The film also resonates with several aspects of Beauvoir’s own depiction of how politics happens and how life unfolds. In The Second Sex and elsewhere, Beauvoir asks us to experience a singular life both as a singular life and as refracting social forces. At the same time that she illuminates and critiques structures, material conditions, and patriarchal fantasies that oppress women and deny freedom, she also affirms the struggle to live and thrive, the pleasures of nature or the beauty of a moment, and the surprising sources and locations of resistance. Beauvoir’s critical attention to affect, to bodily sensation, to the importance of feeling and emotions for politics, all are present, too, in Leduc’s account of her world—her experience of being female, lonely, and loveless.
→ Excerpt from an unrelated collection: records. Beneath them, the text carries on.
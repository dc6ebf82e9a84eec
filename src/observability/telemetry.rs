//! Telemetry sink and the periodic collection task.
//!
//! Everything here is fire-and-forget: a misbehaving sink can slow
//! nothing down and fail no request.

use std::sync::Arc;
use std::time::Duration;

use tokio::sync::{broadcast, mpsc};
use tokio::time::{self, MissedTickBehavior};

use crate::health::HealthEvent;
use crate::observability::metrics::{MetricsAggregate, MetricsSnapshot};

/// External telemetry receiver: periodic metrics snapshots plus discrete
/// route-unhealthy events.
pub trait TelemetrySink: Send + Sync {
    fn record_snapshot(&self, snapshot: MetricsSnapshot);
    fn route_unhealthy(&self, event: &HealthEvent);
}

/// Sink that just logs, for deployments without an external receiver.
#[derive(Default)]
pub struct LogTelemetrySink;

impl TelemetrySink for LogTelemetrySink {
    fn record_snapshot(&self, snapshot: MetricsSnapshot) {
        tracing::debug!(
            uptime_secs = snapshot.uptime_secs,
            routes = snapshot.routes.len(),
            "Metrics snapshot collected"
        );
    }

    fn route_unhealthy(&self, event: &HealthEvent) {
        tracing::warn!(route_id = %event.route_id, target = %event.target, reason = %event.reason, "Route unhealthy");
    }
}

/// Background task flushing aggregate snapshots to the sink on a fixed
/// interval and forwarding health events as they arrive.
pub struct MetricsCollector {
    aggregate: Arc<MetricsAggregate>,
    sink: Arc<dyn TelemetrySink>,
    flush_interval: Duration,
}

impl MetricsCollector {
    pub fn new(
        aggregate: Arc<MetricsAggregate>,
        sink: Arc<dyn TelemetrySink>,
        flush_interval: Duration,
    ) -> Self {
        Self {
            aggregate,
            sink,
            flush_interval,
        }
    }

    pub async fn run(
        self,
        mut health_events: mpsc::Receiver<HealthEvent>,
        mut shutdown: broadcast::Receiver<()>,
    ) {
        tracing::info!(
            flush_secs = self.flush_interval.as_secs(),
            "Metrics collector starting"
        );

        let mut ticker = time::interval(self.flush_interval);
        ticker.set_missed_tick_behavior(MissedTickBehavior::Delay);

        loop {
            tokio::select! {
                _ = ticker.tick() => {
                    self.sink.record_snapshot(self.aggregate.snapshot());
                }
                Some(event) = health_events.recv() => {
                    self.sink.route_unhealthy(&event);
                }
                _ = shutdown.recv() => {
                    tracing::info!("Metrics collector received shutdown signal, exiting loop");
                    break;
                }
            }
        }
    }
}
The film conveys not only how women’s lives are connected, but also how life and politics turns on the encounter—how we experience it, what we do with it, whether freedom is seized, affirmed, rejected, or simply missed. Violette Leduc encountered Beauvoir’s writing in She Came to Stay and seized onto it. Her reaction, to contact Beauvoir, and Beauvoir’s reaction to her, to acknowledge and encourage Leduc’s talent, made all the difference in Leduc’s life, and for the women who continue to read these women’s brilliant work. 

*Thank you to Tom Lobe, Bonnie Honig, Nancy Luxon, and Melissa Moskowitz for thoughtful comments on this essay.